Contentious Cases Coming up
The first case Hernandez v. Mesa seeks a remedy for Sergio, a Mexican-origin citizen, a young boy, who was killed by a US Border Patrol agent as he opened fire on someone in Mexico. Sergio’s family has approached federal court as they are seeking damages from Mesa. In the 1970s, Warren Burger’s Court prepared the Bivens remedy for those who had been deprived constitutional rights by federal agents. The issue is whether a Mexican killed in Mexico by a Federal agent shooting from U.S. territory can use this. The second case is Thuraissigiam v. Department of Homeland Security, which questions a hasty deportation system referred to as “expedited removal,” that was created by Congress in 1996, ensuring immigrants some procedural guarantees as found in regular deportation proceedings. DHS extends this procedure to those immigrants who had been caught within the first 100 miles of the border.

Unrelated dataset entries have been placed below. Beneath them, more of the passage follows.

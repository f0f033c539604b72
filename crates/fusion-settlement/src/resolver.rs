//! Resolver accounts.
//!
//! A resolver is an address controlled by an owner. Only the owner may
//! start settlements through it or change its approvals. On the innermost
//! leg of a chain the resolver runs its own token calls, with itself as
//! the acting account.

use fusion_ledger::TokenLedger;
use fusion_types::{Address, Amount, FusionError, ResolverCall, Result};

#[derive(Debug, Clone, Copy, PartialEq, Eq)]
pub struct Resolver {
    pub address: Address,
    pub owner: Address,
}

impl Resolver {
    #[must_use]
    pub fn new(address: Address, owner: Address) -> Self {
        Self { address, owner }
    }

    /// # Errors
    /// `OnlyOwner` for any caller but the owner.
    pub fn ensure_owner(&self, caller: Address) -> Result<()> {
        if caller != self.owner {
            return Err(FusionError::OnlyOwner { caller });
        }
        Ok(())
    }

    /// Grant `spender` an unlimited allowance over the resolver's `token`.
    pub fn approve(&self, tokens: &mut TokenLedger, token: Address, spender: Address) {
        tokens.approve(token, self.address, spender, Amount::MAX);
        tracing::debug!(resolver = %self.address, %token, %spender, "Resolver approval");
    }

    /// Run the innermost calls in order. The first failure aborts.
    pub fn execute(&self, tokens: &mut TokenLedger, calls: &[ResolverCall]) -> Result<()> {
        for call in calls {
            match *call {
                ResolverCall::Transfer { token, to, amount } => {
                    tokens.transfer(token, self.address, to, amount)?;
                }
                ResolverCall::TransferFrom {
                    token,
                    from,
                    to,
                    amount,
                } => {
                    tokens.transfer_from(token, self.address, from, to, amount)?;
                }
                ResolverCall::Approve {
                    token,
                    spender,
                    amount,
                } => {
                    tokens.approve(token, self.address, spender, amount);
                }
            }
        }
        if !calls.is_empty() {
            tracing::debug!(resolver = %self.address, calls = calls.len(), "Resolver calls executed");
        }
        Ok(())
    }
}
//! Order model and fill calldata.
//!
//! Orders are signed off-chain by makers; signature checking belongs to the
//! order-filling collaborator and is not modelled here. What the settlement
//! engine needs is the economic content of the order, its extension, and
//! the taker's fill instructions.

use serde::{Deserialize, Serialize};

use crate::codec::{ByteReader, ByteWriter};
use crate::{Address, Amount, OrderExtension, OrderHash, Result};

/// A maker's limit order.
#[derive(Debug, Clone, PartialEq, Eq, Serialize, Deserialize)]
pub struct Order {
    /// Maker-chosen uniqueness salt.
    pub salt: u64,
    pub maker: Address,
    /// Asset the maker gives.
    pub maker_asset: Address,
    /// Asset the maker receives.
    pub taker_asset: Address,
    pub making_amount: Amount,
    pub taking_amount: Amount,
    pub extension: OrderExtension,
}

impl Order {
    /// Content hash over the canonical encoding.
    pub fn hash(&self) -> Result<OrderHash> {
        let mut w = ByteWriter::new();
        self.encode_into(&mut w)?;
        Ok(OrderHash::digest(&w.into_bytes()))
    }

    pub fn encode_into(&self, w: &mut ByteWriter) -> Result<()> {
        w.put_u64(self.salt)
            .put_address(&self.maker)
            .put_address(&self.maker_asset)
            .put_address(&self.taker_asset)
            .put_u128(self.making_amount)
            .put_u128(self.taking_amount);
        self.extension.encode_into(w)
    }

    pub fn decode_from(r: &mut ByteReader<'_>) -> Result<Self> {
        Ok(Self {
            salt: r.read_u64()?,
            maker: r.read_address()?,
            maker_asset: r.read_address()?,
            taker_asset: r.read_address()?,
            making_amount: r.read_u128()?,
            taking_amount: r.read_u128()?,
            extension: OrderExtension::decode_from(r)?,
        })
    }
}

/// Taker-side fill options.
#[derive(Debug, Clone, Copy, PartialEq, Eq, Serialize, Deserialize)]
pub struct TakerTraits {
    /// `true`: the fill amount is in making units; `false`: taking units.
    pub is_making_amount: bool,
    /// Making mode: maximum taking amount. Taking mode: minimum making
    /// amount. Zero disables the check.
    pub threshold: Amount,
}

impl TakerTraits {
    #[must_use]
    pub fn making(threshold: Amount) -> Self {
        Self {
            is_making_amount: true,
            threshold,
        }
    }

    #[must_use]
    pub fn taking(threshold: Amount) -> Self {
        Self {
            is_making_amount: false,
            threshold,
        }
    }
}

/// Calldata for one fill: the order, how much, and the taker interaction
/// that runs between the two token legs.
#[derive(Debug, Clone, PartialEq, Eq, Serialize, Deserialize)]
pub struct FillOrderArgs {
    pub order: Order,
    pub amount: Amount,
    pub taker_traits: TakerTraits,
    /// Encoded [`crate::ResolverInteraction`].
    pub interaction: Vec<u8>,
}

impl FillOrderArgs {
    pub fn encode(&self) -> Result<Vec<u8>> {
        let mut w = ByteWriter::new();
        self.order.encode_into(&mut w)?;
        w.put_u128(self.amount)
            .put_bool(self.taker_traits.is_making_amount)
            .put_u128(self.taker_traits.threshold);
        w.put_bytes_u32(&self.interaction, "fill order args")?;
        Ok(w.into_bytes())
    }

    pub fn decode(bytes: &[u8]) -> Result<Self> {
        let mut r = ByteReader::new(bytes, "fill order args");
        let order = Order::decode_from(&mut r)?;
        let amount = r.read_u128()?;
        let taker_traits = TakerTraits {
            is_making_amount: r.read_bool()?,
            threshold: r.read_u128()?,
        };
        let interaction = r.read_bytes_u32()?.to_vec();
        r.finish()?;
        Ok(Self {
            order,
            amount,
            taker_traits,
            interaction,
        })
    }
}
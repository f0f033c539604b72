//! Error types for the fusion settlement engine.
//!
//! All errors use the `FU_ERR_` prefix convention for easy grepping in logs.
//! Error codes are grouped by subsystem:
//! - 1xx: Order, extension and calldata errors
//! - 2xx: Token ledger errors
//! - 3xx: Credit / fee bank errors
//! - 4xx: Permit errors
//! - 5xx: Whitelist, resolver and chain errors
//! - 6xx: Arithmetic errors
//! - 9xx: General / internal errors
//!
//! Every variant aborts the enclosing transaction. Nothing in the engine
//! recovers locally; callers branch on the variant and retry with new
//! parameters.

use thiserror::Error;

use crate::{Address, Amount, OrderHash};

/// Central error enum for all settlement operations.
#[derive(Debug, Clone, PartialEq, Eq, Error)]
pub enum FusionError {
    // =================================================================
    // Order / Extension / Calldata Errors (1xx)
    // =================================================================
    /// A byte payload could not be decoded.
    #[error("FU_ERR_100: Malformed {context}: {reason}")]
    MalformedCalldata {
        context: &'static str,
        reason: String,
    },

    /// The order extension is structurally valid but unusable.
    #[error("FU_ERR_101: Invalid extension: {reason}")]
    InvalidExtension { reason: String },

    /// The encoded auction details violate the curve invariants.
    #[error("FU_ERR_102: Invalid auction details: {reason}")]
    InvalidAuctionDetails { reason: String },

    /// A fill asked for more than the order has left.
    #[error("FU_ERR_103: Order {order_hash} remaining {remaining}, requested {requested}")]
    OrderRemainingExceeded {
        order_hash: OrderHash,
        requested: Amount,
        remaining: Amount,
    },

    /// Making-mode fill would cost the taker more than the threshold.
    #[error("FU_ERR_104: Taking amount too high: {taking} > threshold {threshold}")]
    TakingAmountTooHigh { taking: Amount, threshold: Amount },

    /// Taking-mode fill would return the taker less than the threshold.
    #[error("FU_ERR_105: Making amount too low: {making} < threshold {threshold}")]
    MakingAmountTooLow { making: Amount, threshold: Amount },

    /// A fill resolved to zero on either side.
    #[error("FU_ERR_106: Zero fill amount for order {0}")]
    ZeroFillAmount(OrderHash),

    // =================================================================
    // Token Ledger Errors (2xx)
    // =================================================================
    /// The holder does not own enough of the token.
    #[error("FU_ERR_200: Insufficient balance of {token} for {holder}: need {needed}, have {available}")]
    InsufficientBalance {
        token: Address,
        holder: Address,
        needed: Amount,
        available: Amount,
    },

    /// The spender has not been authorised for enough of the token.
    #[error("FU_ERR_201: Insufficient allowance of {token} from {owner} to {spender}: need {needed}, have {available}")]
    InsufficientAllowance {
        token: Address,
        owner: Address,
        spender: Address,
        needed: Amount,
        available: Amount,
    },

    // =================================================================
    // Credit / Fee Bank Errors (3xx)
    // =================================================================
    /// A settlement fee exceeds the resolver's pre-funded credit.
    #[error("FU_ERR_300: Not enough credit for {account}: need {needed}, have {available}")]
    NotEnoughCredit {
        account: Address,
        needed: Amount,
        available: Amount,
    },

    /// A fee bank debit would drive the credit balance below zero.
    #[error("FU_ERR_301: Credit underflow for {account}: need {needed}, have {available}")]
    CreditUnderflow {
        account: Address,
        needed: Amount,
        available: Amount,
    },

    /// A fee bank debit would drive the deposit record below zero.
    #[error("FU_ERR_302: Deposit underflow for {account}: need {needed}, have {available}")]
    DepositUnderflow {
        account: Address,
        needed: Amount,
        available: Amount,
    },

    /// The credit ledger was mutated through a capability it did not issue.
    #[error("FU_ERR_303: Only the fee bank may change available credit")]
    OnlyFeeBankAccess,

    /// A settlement fee was charged through a capability the credit ledger
    /// did not issue.
    #[error("FU_ERR_305: Only the settlement extension may charge fees")]
    OnlyFeeCharger,

    /// A privileged operation was called by someone other than the owner.
    #[error("FU_ERR_304: Caller {caller} is not the owner")]
    OnlyOwner { caller: Address },

    // =================================================================
    // Permit Errors (4xx)
    // =================================================================
    /// The permit signature does not verify against its digest.
    #[error("FU_ERR_400: Invalid permit signature for owner {owner}")]
    InvalidPermitSignature { owner: Address },

    /// The permit deadline has passed.
    #[error("FU_ERR_401: Permit expired at {deadline}, now {now}")]
    PermitExpired { deadline: u64, now: u64 },

    /// The permit's verifying key does not belong to the stated owner.
    #[error("FU_ERR_402: Permit signer {signer} does not match owner {owner}")]
    PermitOwnerMismatch { signer: Address, owner: Address },

    // =================================================================
    // Whitelist / Resolver / Chain Errors (5xx)
    // =================================================================
    /// The resolver is not yet (or never) allowed to settle this order.
    #[error("FU_ERR_500: Resolver {resolver} is not whitelisted until {allowed_from:?}, now {now}")]
    ResolverIsNotWhitelisted {
        resolver: Address,
        allowed_from: Option<u64>,
        now: u64,
    },

    /// An interaction payload names a resolver other than the one settling.
    #[error("FU_ERR_501: Interaction targets {target}, chain initiated by {resolver}")]
    ForeignResolverInteraction { target: Address, resolver: Address },

    /// The chain of nested fills is longer than the configured bound.
    #[error("FU_ERR_502: Settlement chain deeper than {max_depth}")]
    ChainTooDeep { max_depth: usize },

    /// The resolver address is unknown to the engine.
    #[error("FU_ERR_503: Unknown resolver {0}")]
    UnknownResolver(Address),

    // =================================================================
    // Arithmetic Errors (6xx)
    // =================================================================
    /// A result does not fit the 128-bit amount type.
    #[error("FU_ERR_600: Arithmetic overflow in {context}")]
    ArithmeticOverflow { context: &'static str },

    /// Division by a zero denominator.
    #[error("FU_ERR_601: Division by zero in {context}")]
    DivisionByZero { context: &'static str },

    // =================================================================
    // General / Internal (9xx)
    // =================================================================
    /// Unrecoverable internal error.
    #[error("FU_ERR_900: Internal error: {0}")]
    Internal(String),

    /// Serialization / deserialization error.
    #[error("FU_ERR_901: Serialization error: {0}")]
    Serialization(String),

    /// Configuration error (invalid config file, missing fields, etc.).
    #[error("FU_ERR_902: Configuration error: {0}")]
    Configuration(String),
}

impl FusionError {
    /// Shorthand for a [`FusionError::MalformedCalldata`].
    pub fn malformed(context: &'static str, reason: impl Into<String>) -> Self {
        Self::MalformedCalldata {
            context,
            reason: reason.into(),
        }
    }
}

/// Crate-wide `Result` alias.
pub type Result<T> = std::result::Result<T, FusionError>;

impl From<serde_json::Error> for FusionError {
    fn from(err: serde_json::Error) -> Self {
        Self::Serialization(err.to_string())
    }
}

The Immigration and Nationality Act permits it and should the full habeas review not cover expedited-removal cases, the ICE agents may seize immigrants anywhere and remove them without due procedure.
Creating Constitution-free Zones?
With the light solely focussed on the legality in immigration laws over the few years, those Mexicans who were killed in Mexico by a US officer on the American side cannot invoke the ‘Searches and Seizures’ section of the Fourth Amendment or ‘Due Process’ under the Fifth Amendment. Habeas corpus does not apply to those immigrants arrested within 100 miles from the border. Now the government says that habeas does not apply to any US immigrant anywhere. Lawyers can persuade a court to just junk the Constitution altogether.